### PROVIDED DATA

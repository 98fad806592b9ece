use crate::{
    algorithm::Algorithm,
    archive::{ArchiveError, Archiver},
    config::{ConfigErrors, ExperimentConfig},
    executors::{ExecutorError, JobFailure, LocalExecutor, RunSettings},
    grid::JobGrid,
    merge::{MergeEngine, MergeError},
    problem::{Bounds, OptimizationType, ProblemId, ProblemRegistry},
};
use std::{path::PathBuf, sync::Arc};
use thiserror::Error;
use tracing::{info, instrument, warn};

#[derive(Error, Debug)]
pub enum ExperimentError {
    #[error("Invalid experiment")]
    Config(#[from] ConfigErrors),
    #[error("Failed to execute jobs")]
    Executor(#[from] ExecutorError),
    #[error("Job could not persist its results")]
    Job(#[from] JobFailure),
    #[error("Failed to merge results, temporary bundles are left in place")]
    Merge(#[from] MergeError),
    #[error("Failed to archive results")]
    Archive(#[from] ArchiveError),
}

/// outcome of a complete experiment
#[derive(Debug)]
pub struct ExperimentReport {
    /// number of dispatched jobs
    pub jobs: usize,
    /// jobs whose algorithm failed, their completed repetitions are part of the bundle
    pub failures: Vec<JobFailure>,
    /// the final bundle, `None` without logging or once it was removed after archiving
    pub bundle: Option<PathBuf>,
    pub archive: Option<PathBuf>,
}

/// An algorithm benchmarked on the grid of an [`ExperimentConfig`].
pub struct Experiment<A> {
    algorithm: A,
    config: ExperimentConfig,
    registry: ProblemRegistry,
}

impl<A: Algorithm> Experiment<A> {
    /// Validate the configuration against the registry and the algorithm. Every problem of
    /// the grid and every tracked attribute is checked before anything runs.
    pub fn new(
        algorithm: A,
        mut config: ExperimentConfig,
        registry: ProblemRegistry,
    ) -> Result<Self, ConfigErrors> {
        if config.preflight_checks() {
            return Err(ConfigErrors::FailedPreflight);
        }

        let experiment = Self {
            algorithm,
            config,
            registry,
        };
        experiment.validate()?;

        Ok(experiment)
    }

    fn validate(&self) -> Result<(), ConfigErrors> {
        let grid = self.grid();
        for key in grid.iter() {
            self.registry
                .validate(grid.problem_type, &key.function, key.dimension)?;
        }

        let accessors = A::accessors();
        let logger = &self.config.logger;
        let unknown = logger
            .run_attributes
            .iter()
            .find(|name| !accessors.has_run_attribute(name))
            .or_else(|| {
                logger
                    .logged_attributes
                    .iter()
                    .find(|name| !accessors.has_watched_attribute(name))
            });

        match unknown {
            Some(name) => Err(ConfigErrors::UnknownAttribute {
                name: name.clone(),
                algorithm: self.algorithm.name(),
            }),
            None => Ok(()),
        }
    }

    pub fn config(&self) -> &ExperimentConfig {
        &self.config
    }

    pub fn grid(&self) -> JobGrid {
        JobGrid::new(&self.config.problems, self.config.repetitions)
    }

    /// Wrap `function` as a problem of the configured type and add it to the grid.
    /// Returns the id it was registered under.
    pub fn add_custom_problem(
        &mut self,
        name: &str,
        optimization_type: OptimizationType,
        bounds: Bounds,
        function: impl Fn(&[f64]) -> f64 + Send + Sync + 'static,
    ) -> u32 {
        let id = self.registry.wrap(
            name,
            self.config.problems.problem_type,
            optimization_type,
            bounds,
            Arc::new(function),
        );

        let key = ProblemId::Id(id);
        if !self.config.problems.functions.contains(&key) {
            self.config.problems.functions.push(key);
        }

        id
    }

    /// Run every job, then merge, archive and clean up as configured.
    #[instrument(skip(self), fields(algorithm = %self.algorithm.name()), level = "info")]
    pub fn run(&self) -> Result<ExperimentReport, ExperimentError> {
        let grid = self.grid();
        let output = &self.config.output;
        let engine = MergeEngine::new(&output.directory, &output.folder_name);
        let executor =
            LocalExecutor::new(self.config.threads(), &output.directory, &output.folder_name);

        // sequential runs write straight into the result, merging into it if requested
        let target = match output.merge {
            true => engine.target(),
            false => engine.free_target(),
        };
        let settings = RunSettings::new(&self.config, self.algorithm.name());

        info!(jobs = grid.len(), repetitions = grid.repetitions, "Starting experiment");
        let (failures, fatal): (Vec<_>, Vec<_>) = executor
            .execute(&grid, &self.algorithm, &self.registry, &settings, &target)?
            .into_iter()
            .partition(|failure| failure.error.is_isolated());

        // write errors mean the bundles are incomplete, merging them would hide that
        if let Some(failure) = fatal.into_iter().next() {
            return Err(failure.into());
        }
        if !failures.is_empty() {
            warn!(
                "{} of {} jobs failed, their completed repetitions are kept",
                failures.len(),
                grid.len()
            );
        }

        let mut report = ExperimentReport {
            jobs: grid.len(),
            failures,
            bundle: None,
            archive: None,
        };

        if !self.config.logger.enabled {
            return Ok(report);
        }

        report.bundle = if executor.is_sequential() && !output.merge {
            target.is_dir().then_some(target)
        } else {
            engine.merge(output.merge)?
        };

        if let (true, Some(bundle)) = (output.zip, report.bundle.as_ref()) {
            report.archive = Some(Archiver::new(bundle).archive(output.remove_data)?);
            if output.remove_data {
                report.bundle = None;
            }
        }

        info!(bundle = ?report.bundle, archive = ?report.archive, "Experiment finished");

        Ok(report)
    }
}

#[cfg(test)]
mod tests {
    use super::*;
    use crate::algorithm::RandomSearch;

    fn config(yaml: &str) -> ExperimentConfig {
        yaml.parse().unwrap()
    }

    #[test]
    fn unknown_problems_fail_before_running() {
        let result = Experiment::new(
            RandomSearch::new(10, 0),
            config("problems: {functions: [99], instances: [1], dimensions: [2]}"),
            ProblemRegistry::default(),
        );

        assert!(matches!(result, Err(ConfigErrors::UnknownProblem { .. })));
    }

    #[test]
    fn non_square_dimensions_are_rejected() {
        let result = Experiment::new(
            RandomSearch::new(10, 0),
            config("problems: {type: integer, functions: [NQueens], instances: [1], dimensions: [8]}"),
            ProblemRegistry::default(),
        );

        assert!(matches!(result, Err(ConfigErrors::NonSquareDimension { .. })));
    }

    #[test]
    fn unknown_attributes_are_rejected() {
        let result = Experiment::new(
            RandomSearch::new(10, 0),
            config(
                "problems: {functions: [1], instances: [1], dimensions: [2]}\nlogger: {logged_attributes: [temperature]}",
            ),
            ProblemRegistry::default(),
        );

        assert!(matches!(
            result,
            Err(ConfigErrors::UnknownAttribute { ref name, .. }) if name == "temperature"
        ));
    }

    #[test]
    fn failed_preflight() {
        let result = Experiment::new(
            RandomSearch::new(10, 0),
            config("problems: {functions: [1], instances: [], dimensions: [2]}"),
            ProblemRegistry::default(),
        );

        assert!(matches!(result, Err(ConfigErrors::FailedPreflight)));
    }

    #[test]
    fn custom_problems_join_the_grid() {
        let mut experiment = Experiment::new(
            RandomSearch::new(10, 0),
            config("problems: {functions: [1], instances: [1], dimensions: [2]}"),
            ProblemRegistry::default(),
        )
        .unwrap();

        let id = experiment.add_custom_problem(
            "Sum",
            OptimizationType::Minimization,
            Bounds::new(-1.0, 1.0),
            |x| x.iter().sum(),
        );

        assert_eq!(id, 4);
        assert_eq!(experiment.grid().len(), 2);
        assert_eq!(
            experiment.config().problems.functions,
            vec![ProblemId::Id(1), ProblemId::Id(4)]
        );
    }
}
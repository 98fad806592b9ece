use super::{ExecutorError, JobFailure, RunContext, RunSettings};
use crate::{
    algorithm::Algorithm,
    bundle,
    grid::{JobGrid, JobKey},
    problem::ProblemRegistry,
};
use parking_lot::FairMutex;
use rayon::{prelude::*, ThreadPoolBuilder};
use std::{
    path::{Path, PathBuf},
    sync::atomic::{AtomicU64, Ordering},
};
use tracing::{debug, error, info, instrument};

/// Executor that works on a local thread pool
#[derive(Debug)]
pub struct LocalExecutor {
    threads: usize,
    directory: PathBuf,
    folder_name: String,
}

impl LocalExecutor {
    pub fn new(threads: usize, directory: &Path, folder_name: &str) -> Self {
        Self {
            threads: threads.max(1),
            directory: directory.to_path_buf(),
            folder_name: folder_name.to_string(),
        }
    }

    pub fn is_sequential(&self) -> bool {
        self.threads == 1
    }

    /// Bundle the job with `index` writes to. Parallel jobs own a temporary bundle keyed by
    /// their index, sequential jobs share `target`.
    pub fn output_of(&self, index: usize, target: &Path) -> PathBuf {
        if self.is_sequential() {
            target.to_path_buf()
        } else {
            bundle::temp_bundle(&self.directory, &self.folder_name, index)
        }
    }

    /// Execute every job of the grid and block until all of them returned.
    /// Failed jobs are collected in the returned ledger, ordered by job index.
    #[instrument(skip_all, fields(threads = self.threads, jobs = grid.len()), level = "info")]
    pub fn execute<A: Algorithm>(
        &self,
        grid: &JobGrid,
        algorithm: &A,
        registry: &ProblemRegistry,
        settings: &RunSettings,
        target: &Path,
    ) -> Result<Vec<JobFailure>, ExecutorError> {
        // general counters to provide progress
        let total = grid.len();
        let processed = AtomicU64::new(0);
        let failures = FairMutex::new(Vec::new());

        let process = |(index, key): (usize, JobKey)| {
            debug!("Processing job {index}: {key}");

            let output = self.output_of(index, target);
            if let Err(failure) =
                RunContext::new(index, key, algorithm, registry, settings, output).run()
            {
                error!(job = index, "{failure}");
                failures.lock().push(failure);
            }

            info!(
                "Done with {}/{}",
                processed.fetch_add(1, Ordering::SeqCst) + 1,
                total
            );
        };

        if self.is_sequential() {
            grid.jobs().for_each(process);
        } else {
            debug!("Starting thread pool with {} threads", self.threads);

            // NOTE: a local pool, the global one can only be configured once per process
            ThreadPoolBuilder::new()
                .num_threads(self.threads)
                .build()?
                .install(|| grid.jobs().par_bridge().for_each(process));
        }

        info!("Done with processing");

        let mut failures = failures.into_inner();
        failures.sort_by_key(|failure| failure.index);

        Ok(failures)
    }
}
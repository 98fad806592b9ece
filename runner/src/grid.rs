use crate::{config::ProblemsConfig, problem::ProblemId, problem::ProblemType};
use itertools::iproduct;
use std::fmt;

/// one problem configuration: function x instance x dimension
#[derive(Clone, Debug, PartialEq, Eq, Hash)]
pub struct JobKey {
    pub function: ProblemId,
    pub instance: u32,
    pub dimension: usize,
}

impl fmt::Display for JobKey {
    fn fmt(&self, f: &mut fmt::Formatter<'_>) -> fmt::Result {
        write!(
            f,
            "f{} i{} d{}",
            self.function, self.instance, self.dimension
        )
    }
}

/// The cartesian product of the configured axes.
///
/// Keys are enumerated function-major with the dimension varying fastest, i.e. in the order
/// of `functions x instances x dimensions`. Job indices start at 1 and follow this order.
#[derive(Clone, Debug)]
pub struct JobGrid {
    pub problem_type: ProblemType,
    pub functions: Vec<ProblemId>,
    pub instances: Vec<u32>,
    pub dimensions: Vec<usize>,
    /// runs per key, performed inside a single run context
    pub repetitions: usize,
}

impl JobGrid {
    pub fn new(problems: &ProblemsConfig, repetitions: usize) -> Self {
        Self {
            problem_type: problems.problem_type,
            functions: problems.functions.clone(),
            instances: problems.instances.clone(),
            dimensions: problems.dimensions.clone(),
            repetitions,
        }
    }

    /// lazily enumerate all keys, can be called any number of times
    pub fn iter(&self) -> impl Iterator<Item = JobKey> + '_ {
        iproduct!(
            self.functions.iter(),
            self.instances.iter(),
            self.dimensions.iter()
        )
        .map(|(function, instance, dimension)| JobKey {
            function: function.clone(),
            instance: *instance,
            dimension: *dimension,
        })
    }

    /// keys together with their job index
    pub fn jobs(&self) -> impl Iterator<Item = (usize, JobKey)> + '_ {
        self.iter().enumerate().map(|(index, key)| (index + 1, key))
    }

    pub fn len(&self) -> usize {
        self.functions.len() * self.instances.len() * self.dimensions.len()
    }

    pub fn is_empty(&self) -> bool {
        self.len() == 0
    }
}

#[cfg(test)]
mod tests {
    use super::*;

    fn grid() -> JobGrid {
        JobGrid {
            problem_type: ProblemType::Real,
            functions: vec![ProblemId::Id(1), "Rastrigin".into()],
            instances: vec![1, 2],
            dimensions: vec![5, 10],
            repetitions: 3,
        }
    }

    #[test]
    fn dimension_varies_fastest() {
        let keys = grid().iter().collect::<Vec<_>>();

        assert_eq!(keys.len(), 8);
        assert_eq!(
            keys[..3]
                .iter()
                .map(|key| (key.instance, key.dimension))
                .collect::<Vec<_>>(),
            vec![(1, 5), (1, 10), (2, 5)]
        );
        assert_eq!(keys[4].function, ProblemId::Name("Rastrigin".into()));
    }

    #[test]
    fn indices_start_at_one() {
        let grid = grid();
        let indices = grid.jobs().map(|(index, _)| index).collect::<Vec<_>>();

        assert_eq!(indices, (1..=grid.len()).collect::<Vec<_>>());
    }

    #[test]
    fn restartable() {
        let grid = grid();

        assert_eq!(grid.iter().collect::<Vec<_>>(), grid.iter().collect::<Vec<_>>());
    }

    #[test]
    fn empty_axis_means_no_jobs() {
        let grid = JobGrid {
            instances: vec![],
            ..grid()
        };

        assert!(grid.is_empty());
        assert_eq!(grid.iter().count(), 0);
    }
}
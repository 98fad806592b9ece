use super::{JobError, JobFailure};
use crate::{
    algorithm::{Accessors, Algorithm},
    config::{ExperimentConfig, LoggerConfig},
    grid::JobKey,
    logger::{Analyzer, AnalyzerSettings},
    problem::{Problem, ProblemRegistry, ProblemType},
};
use std::{
    any::Any,
    panic::{catch_unwind, AssertUnwindSafe},
    path::PathBuf,
};
use tracing::{debug, warn};

/// weight of the quadratic penalty applied when bounds are enforced
pub const BOUND_PENALTY_WEIGHT: f64 = 1.0;

/// settings shared by every run context of an experiment
#[derive(Clone, Debug)]
pub struct RunSettings {
    pub problem_type: ProblemType,
    pub repetitions: usize,
    pub enforce_bounds: bool,
    /// `None` disables logging entirely
    pub logger: Option<LoggerConfig>,
    pub algorithm_name: String,
}

impl RunSettings {
    pub fn new(config: &ExperimentConfig, algorithm_name: String) -> Self {
        Self {
            problem_type: config.problems.problem_type,
            repetitions: config.repetitions,
            enforce_bounds: config.enforce_bounds,
            logger: config.logger.enabled.then(|| config.logger.clone()),
            algorithm_name: config
                .logger
                .algorithm_name
                .clone()
                .unwrap_or(algorithm_name),
        }
    }
}

/// Executes all repetitions of one job on its own copy of the algorithm.
pub struct RunContext<'a, A> {
    pub index: usize,
    pub key: JobKey,
    algorithm: A,
    registry: &'a ProblemRegistry,
    settings: &'a RunSettings,
    /// bundle owned by this job
    output: PathBuf,
}

impl<'a, A: Algorithm> RunContext<'a, A> {
    pub fn new(
        index: usize,
        key: JobKey,
        algorithm: &A,
        registry: &'a ProblemRegistry,
        settings: &'a RunSettings,
        output: PathBuf,
    ) -> Self {
        Self {
            index,
            key,
            algorithm: algorithm.clone(),
            registry,
            settings,
            output,
        }
    }

    fn fail(&self, completed: usize, error: JobError) -> JobFailure {
        JobFailure {
            index: self.index,
            key: self.key.clone(),
            completed,
            error,
        }
    }

    fn analyzer(
        &self,
        config: &LoggerConfig,
        accessors: &Accessors<A>,
    ) -> Result<Analyzer, JobError> {
        let mut analyzer = Analyzer::new(AnalyzerSettings {
            root: self.output.clone(),
            format: config.format,
            algorithm_name: self.settings.algorithm_name.clone(),
            algorithm_info: config.algorithm_info.clone(),
            triggers: config.triggers.clone(),
            properties: config.properties.clone(),
            store_positions: config.store_positions,
        })?;

        analyzer.set_experiment_attributes(config.experiment_attributes.clone());
        analyzer.add_run_attributes(&config.run_attributes);
        analyzer.watch(accessors.watch_handles(&self.algorithm, &config.logged_attributes));

        Ok(analyzer)
    }

    /// run all repetitions, returning how many of them completed
    pub fn run(mut self) -> Result<usize, JobFailure> {
        let mut problem = self
            .registry
            .create(
                self.settings.problem_type,
                &self.key.function,
                self.key.instance,
                self.key.dimension,
            )
            .map_err(|error| self.fail(0, error.into()))?;

        if self.settings.enforce_bounds {
            problem.enforce_bounds(BOUND_PENALTY_WEIGHT);
        }

        let accessors = A::accessors();
        if let Some(config) = self.settings.logger.as_ref() {
            let analyzer = self
                .analyzer(config, &accessors)
                .map_err(|error| self.fail(0, error))?;
            problem.attach_logger(Box::new(analyzer));
        }

        let (completed, outcome) = self.repeat(&mut problem, &accessors);

        // an unfinished repetition is dropped by the logger, completed ones are kept
        if let Some(mut logger) = problem.detach_logger() {
            logger
                .close()
                .map_err(|error| self.fail(completed, error.into()))?;
        }

        match outcome {
            Ok(()) => Ok(completed),
            Err(error) => Err(self.fail(completed, error)),
        }
    }

    fn repeat(
        &mut self,
        problem: &mut dyn Problem,
        accessors: &Accessors<A>,
    ) -> (usize, Result<(), JobError>) {
        let run_attributes = self
            .settings
            .logger
            .as_ref()
            .map(|config| config.run_attributes.clone())
            .unwrap_or_default();

        for repetition in 0..self.settings.repetitions {
            let algorithm = &mut self.algorithm;
            let result = match catch_unwind(AssertUnwindSafe(|| algorithm.run(problem))) {
                Ok(result) => result.map_err(JobError::from),
                Err(panic) => Err(JobError::Panicked(panic_message(panic))),
            };

            if let Err(error) = result {
                warn!(job = self.index, repetition, error = %error, "Aborting remaining repetitions");
                return (repetition, Err(error));
            }

            if let Some(logger) = problem.logger_mut() {
                logger.record_run_attributes(
                    accessors.read_run_attributes(&self.algorithm, &run_attributes),
                );
            }
            problem.reset();
            debug!(job = self.index, repetition, "Finished repetition");
        }

        (self.settings.repetitions, Ok(()))
    }
}

fn panic_message(panic: Box<dyn Any + Send>) -> String {
    if let Some(message) = panic.downcast_ref::<&str>() {
        message.to_string()
    } else if let Some(message) = panic.downcast_ref::<String>() {
        message.clone()
    } else {
        "unknown panic payload".to_string()
    }
}

#[cfg(test)]
mod tests {
    use super::*;
    use crate::{
        algorithm::{AlgorithmError, RandomSearch},
        bundle::meta::MetaFile,
        problem::ProblemId,
    };

    #[derive(Clone)]
    struct FailsOnSecondRun {
        runs: usize,
    }

    impl Algorithm for FailsOnSecondRun {
        fn name(&self) -> String {
            "fails".into()
        }

        fn run(&mut self, problem: &mut dyn Problem) -> Result<(), AlgorithmError> {
            self.runs += 1;
            problem.evaluate(&vec![0.0; problem.meta_data().n_variables]);
            if self.runs == 2 {
                return Err(AlgorithmError::new("second run"));
            }
            Ok(())
        }
    }

    #[derive(Clone)]
    struct Panics;

    impl Algorithm for Panics {
        fn name(&self) -> String {
            "panics".into()
        }

        fn run(&mut self, _problem: &mut dyn Problem) -> Result<(), AlgorithmError> {
            panic!("boom")
        }
    }

    fn settings(repetitions: usize) -> RunSettings {
        let config: ExperimentConfig =
            "problems: {functions: [1], instances: [1], dimensions: [2]}"
                .parse()
                .unwrap();

        RunSettings {
            repetitions,
            ..RunSettings::new(&config, "test".into())
        }
    }

    fn key() -> JobKey {
        JobKey {
            function: ProblemId::Id(1),
            instance: 1,
            dimension: 2,
        }
    }

    #[test]
    fn completes_all_repetitions() {
        let dir = tempfile::tempdir().unwrap();
        let registry = ProblemRegistry::default();
        let settings = settings(3);
        let output = dir.path().join("bundle");

        let context = RunContext::new(1, key(), &RandomSearch::new(5, 0), &registry, &settings, output.clone());
        assert_eq!(context.run().unwrap(), 3);

        let meta = MetaFile::load(&output.join("IOHprofiler_f1_Sphere.info")).unwrap();
        assert_eq!(meta.run_count(), 3);
    }

    #[test]
    fn failing_run_keeps_completed_repetitions() {
        let dir = tempfile::tempdir().unwrap();
        let registry = ProblemRegistry::default();
        let settings = settings(3);
        let output = dir.path().join("bundle");

        let failure = RunContext::new(4, key(), &FailsOnSecondRun { runs: 0 }, &registry, &settings, output.clone())
            .run()
            .unwrap_err();

        assert_eq!(failure.index, 4);
        assert_eq!(failure.completed, 1);
        assert!(failure.error.is_isolated());

        let meta = MetaFile::load(&output.join("IOHprofiler_f1_Sphere.info")).unwrap();
        assert_eq!(meta.run_count(), 1);
    }

    #[test]
    fn panics_are_caught() {
        let dir = tempfile::tempdir().unwrap();
        let registry = ProblemRegistry::default();
        let settings = settings(2);

        let failure = RunContext::new(1, key(), &Panics, &registry, &settings, dir.path().join("bundle"))
            .run()
            .unwrap_err();

        assert!(matches!(failure.error, JobError::Panicked(ref message) if message == "boom"));
        assert_eq!(failure.completed, 0);
    }

    #[test]
    fn job_clones_do_not_touch_the_original() {
        let dir = tempfile::tempdir().unwrap();
        let registry = ProblemRegistry::default();
        let settings = settings(3);
        let algorithm = FailsOnSecondRun { runs: 0 };

        let _ = RunContext::new(1, key(), &algorithm, &registry, &settings, dir.path().join("a")).run();
        let _ = RunContext::new(2, key(), &algorithm, &registry, &settings, dir.path().join("b")).run();

        assert_eq!(algorithm.runs, 0);
    }
}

### EXERCISE INSTRUCTIONS
Find every line in the records that contains the word "MergeError"; copy those lines.

### REPLY
    merge::{MergeEngine, MergeError},
    Merge(#[from] MergeError),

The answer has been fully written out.